Thanks again everybody.

OP posts:
spacehardware · 02/03/2022 14:18

Honestly you're so young, who needs this crap? You've got a career and studying and a whole world of opportunity, he sounds like a waste of space who is intimidated by you so tries to knock the wind out of your sails.

I hope you're just renting together so you can move out easily.

yellowsmileyface · 02/03/2022 14:26

To be honest, it's quite common for someone in your field to end up in an abusive situation. People who are drawn to psychology tend to be very empathetic and compassionate, and sadly people who possess those qualities are more at risk of being abused.

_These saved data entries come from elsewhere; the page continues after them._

impl Coordinator {
    async fn run(
        mut self,
        channels: StepChannels,
        cancel: CancellationToken,
        sweep: Option<Duration>,
    ) -> Result<ExecutionReport, EngineError> {
        let StepChannels {
            mut outcomes,
            mut ticks,
        } = channels;
        let mut sweeper: Option<Interval> = sweep.map(|period| {
            tokio::time::interval_at(Instant::now() + period, period)
        });
        let started = Instant::now();

        info!(steps = self.plan.len(), max_parallel = self.scheduler.max_parallel(), "run started");
        self.publish(None, ProgressKind::PlanStarted {
            total_steps: self.plan.len(),
        });

        loop {
            if cancel.is_cancelled() && !self.scheduler.is_cancelled() {
                self.begin_cancel();
            }
            self.dispatch_ready()?;

            match self.scheduler.decide() {
                ScheduleDecision::Complete => break,
                ScheduleDecision::Stalled { pending } => {
                    return Err(EngineError::InvariantViolation {
                        pending,
                        detail: "no step is ready or running".to_string(),
                    });
                }
                ScheduleDecision::Wait | ScheduleDecision::Dispatch(_) => {}
            }

            let deadline = self.grace_deadline;
            let grace_elapsed = async move {
                match deadline {
                    Some(at) => sleep_until(at).await,
                    None => pending().await,
                }
            };
            let sweep_due = async {
                match sweeper.as_mut() {
                    Some(interval) => {
                        interval.tick().await;
                    }
                    None => pending().await,
                }
            };

            let wake = tokio::select! {
                Some(outcome) = outcomes.recv() => Wake::Outcome(outcome),
                Some(tick) = ticks.recv() => Wake::Tick(tick),
                () = cancel.cancelled(), if !self.scheduler.is_cancelled() => Wake::Cancel,
                () = grace_elapsed => Wake::GraceElapsed,
                () = sweep_due => Wake::Sweep,
                else => Wake::Closed,
            };

            match wake {
                Wake::Outcome(outcome) => {
                    // Ticks sent before the tool returned belong before its terminal event
                    while let Ok(tick) = ticks.try_recv() {
                        self.handle_tick(tick);
                    }
                    self.handle_outcome(outcome)?;
                }
                Wake::Tick(tick) => self.handle_tick(tick),
                Wake::Cancel => self.begin_cancel(),
                Wake::GraceElapsed => self.expire_grace()?,
                Wake::Sweep => {
                    self.store.sweep_expired();
                }
                Wake::Closed => {
                    return Err(EngineError::InvariantViolation {
                        pending: self.scheduler.non_terminal(),
                        detail: "step channels closed".to_string(),
                    });
                }
            }
        }

        Ok(self.finish(started.elapsed()))
    }

    fn publish(&mut self, step_id: Option<StepId>, kind: ProgressKind) {
        if self.progress.publish(step_id, kind).is_some() {
            self.metrics.record_event();
        }
    }

    fn step_id(&self, idx: usize) -> StepId {
        self.plan.step(idx).id.clone()
    }

    fn invariant(&self, err: ScheduleError) -> EngineError {
        EngineError::from_schedule(err, self.scheduler.non_terminal())
    }

    fn dispatch_ready(&mut self) -> Result<(), EngineError> {
        while let ScheduleDecision::Dispatch(idx) = self.scheduler.decide() {
            self.scheduler.mark_running(idx).map_err(|err| self.invariant(err))?;
            self.metrics.record_dispatch(self.scheduler.running());
            self.dispatched_at[idx] = Some(Instant::now());

            let step = self.plan.step(idx);
            debug!(step = %step.id, tool = %step.tool_id, "step started");
            let kind = ProgressKind::StepStarted {
                tool: step.tool_id.to_string(),
            };
            self.publish(Some(self.step_id(idx)), kind);
            self.executor.dispatch(idx);
        }
        Ok(())
    }

    fn handle_tick(&mut self, tick: ProgressTick) {
        let Some(idx) = self.plan.index_of(&tick.step_id) else {
            return;
        };
        // Ticks racing a terminal transition are dropped
        if self.scheduler.status(idx) == StepStatus::Running {
            self.metrics.record_tick();
            self.publish(Some(tick.step_id), ProgressKind::StepProgress {
                percent: tick.percent,
            });
        }
    }

    fn handle_outcome(&mut self, outcome: StepOutcome) -> Result<(), EngineError> {
        let StepOutcome {
            index,
            result,
            duration,
        } = outcome;
        let step_id = self.step_id(index);

        if self.scheduler.status(index) != StepStatus::Running {
            warn!(step = %step_id, "discarding result that arrived after the grace period");
            return Ok(());
        }
        let duration_ms = millis(duration);

        match result {
            Ok(output) => match self.write_context(index, &output) {
                Ok(produced_keys) => {
                    self.complete(index, StepResult::completed(output.value, duration_ms, produced_keys))
                }
                Err(err) => {
                    let error = StepError::new(StepErrorKind::ContextWrite, err.to_string());
                    self.fail(index, StepResult::failed(error, duration_ms))
                }
            },
            Err(err) if err.is_cancellation() || self.scheduler.is_cancelled() => {
                self.cancel_running(index, StepResult::cancelled(Some(StepError::from(&err)), duration_ms))
            }
            Err(err) => {
                log_tool_error(&step_id, &err);
                self.fail(index, StepResult::failed(StepError::from(err), duration_ms))
            }
        }
    }

    /// Store a completed step's declared keys, all or none
    fn write_context(&self, idx: usize, output: &ToolOutput) -> Result<Vec<String>, ContextError> {
        let step = self.plan.step(idx);
        let produced = output.resolve_produced(&step.produced_context_keys);
        let outcomes = self.store.put_many(produced, step.id.clone(), None)?;

        let mut written = Vec::with_capacity(outcomes.len());
        for (key, outcome) in outcomes {
            if let PutOutcome::Replaced { previous_producer } = outcome {
                if previous_producer != step.id {
                    warn!(
                        key = %key,
                        previous = %previous_producer,
                        step = %step.id,
                        "context key overwritten by a later writer"
                    );
                }
            }
            written.push(key);
        }
        Ok(written)
    }

    fn complete(&mut self, idx: usize, result: StepResult) -> Result<(), EngineError> {
        let kind = ProgressKind::StepCompleted {
            duration_ms: result.duration_ms,
            produced_keys: result.produced_keys.clone(),
        };
        let ready = self.scheduler.mark_completed(idx, result).map_err(|err| self.invariant(err))?;
        self.metrics.record_terminal(StepStatus::Completed);
        debug!(step = %self.step_id(idx), newly_ready = ready.len(), "step completed");
        self.publish(Some(self.step_id(idx)), kind);
        Ok(())
    }

    fn fail(&mut self, idx: usize, result: StepResult) -> Result<(), EngineError> {
        let error = result
            .error
            .clone()
            .unwrap_or_else(|| StepError::new(StepErrorKind::ToolExecutionError, "unknown failure"));
        let skipped = self.scheduler.mark_failed(idx, result).map_err(|err| self.invariant(err))?;
        self.metrics.record_terminal(StepStatus::Failed);
        debug!(step = %self.step_id(idx), skipped = skipped.len(), "step failed");
        self.publish(Some(self.step_id(idx)), ProgressKind::StepFailed { error });

        for dep in skipped {
            let reason = self.scheduler.state().results[dep]
                .as_ref()
                .and_then(|result| result.skip_reason.clone());
            if let Some(reason) = reason {
                self.metrics.record_terminal(StepStatus::Skipped);
                debug!(step = %self.step_id(dep), %reason, "step skipped");
                self.publish(Some(self.step_id(dep)), ProgressKind::StepSkipped { reason });
            }
        }
        Ok(())
    }

    fn cancel_running(&mut self, idx: usize, result: StepResult) -> Result<(), EngineError> {
        self.scheduler.mark_cancelled(idx, result).map_err(|err| self.invariant(err))?;
        self.metrics.record_terminal(StepStatus::Cancelled);
        debug!(step = %self.step_id(idx), "step cancelled");
        self.publish(Some(self.step_id(idx)), ProgressKind::StepCancelled);
        Ok(())
    }

    /// Stop dispatching, cancel everything not yet running and start the
    /// grace period for the rest
    fn begin_cancel(&mut self) {
        let cancelled = self.scheduler.cancel_pending();
        info!(
            running = self.scheduler.running(),
            cancelled = cancelled.len(),
            grace_ms = millis(self.grace),
            "cancellation requested"
        );
        for idx in cancelled {
            self.metrics.record_terminal(StepStatus::Cancelled);
            self.publish(Some(self.step_id(idx)), ProgressKind::StepCancelled);
        }
        if self.scheduler.running() > 0 {
            self.grace_deadline = Some(Instant::now() + self.grace);
        }
    }

    /// Give up on steps still running when the grace period ends
    fn expire_grace(&mut self) -> Result<(), EngineError> {
        self.grace_deadline = None;
        for idx in self.scheduler.running_steps() {
            let elapsed = self.dispatched_at[idx].map_or(0, |at| millis(at.elapsed()));
            warn!(step = %self.step_id(idx), "grace period elapsed; abandoning step");
            let error = StepError::new(StepErrorKind::Cancelled, "grace period elapsed before the tool returned");
            self.cancel_running(idx, StepResult::cancelled(Some(error), elapsed))?;
        }
        Ok(())
    }

    fn finish(mut self, elapsed: Duration) -> ExecutionReport {
        let status = self.scheduler.run_status();
        let terminal = match status {
            RunStatus::Completed => ProgressKind::PlanCompleted,
            RunStatus::Cancelled => ProgressKind::PlanCancelled,
            _ => ProgressKind::PlanFailed {
                failed: self.scheduler.count(StepStatus::Failed),
                skipped: self.scheduler.count(StepStatus::Skipped),
            },
        };
        self.publish(None, terminal);
        self.progress.close();

        let total_duration_ms = millis(elapsed);
        info!(
            status = %status,
            completed = self.metrics.completed,
            failed = self.metrics.failed,
            skipped = self.metrics.skipped,
            cancelled = self.metrics.cancelled,
            duration_ms = total_duration_ms,
            "run finished"
        );

        let plan = Arc::clone(&self.plan);
        let state = self.scheduler.into_state();
        let steps = plan
            .iter()
            .zip(state.results)
            .map(|((_, step), result)| StepReport {
                step_id: step.id.clone(),
                tool: step.tool_id.to_string(),
                result: result.unwrap_or_else(|| StepResult::cancelled(None, 0)),
            })
            .collect();

        ExecutionReport {
            plan_id: plan.id().clone(),
            run_id: self.run_id,
            status,
            steps,
            total_duration_ms,
            metrics: self.metrics,
        }
    }
}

Maybe one day this experience will help enable you to support someone going through something similar.

Best of luck in your studies and for your future, OP!

Onthedunes · 02/03/2022 14:28

You can only disengage.

Get your coat you are in an unwinnable situation.

What you are experiencing is bullying, common or garden bullying and you are being gaslighted into believing you are in a fair and equal relationship.

Don't bite anymore, walk away and stop this madness of illogical debate with him.

He's never going to admit any of your arguments have any sense to them because then he wouldn't get his own way then.

Drop the rope.

Come on op, you're an intellegent woman, you already know the unfairness of this, you don't need us, or the hand of God to come down and judicate on this.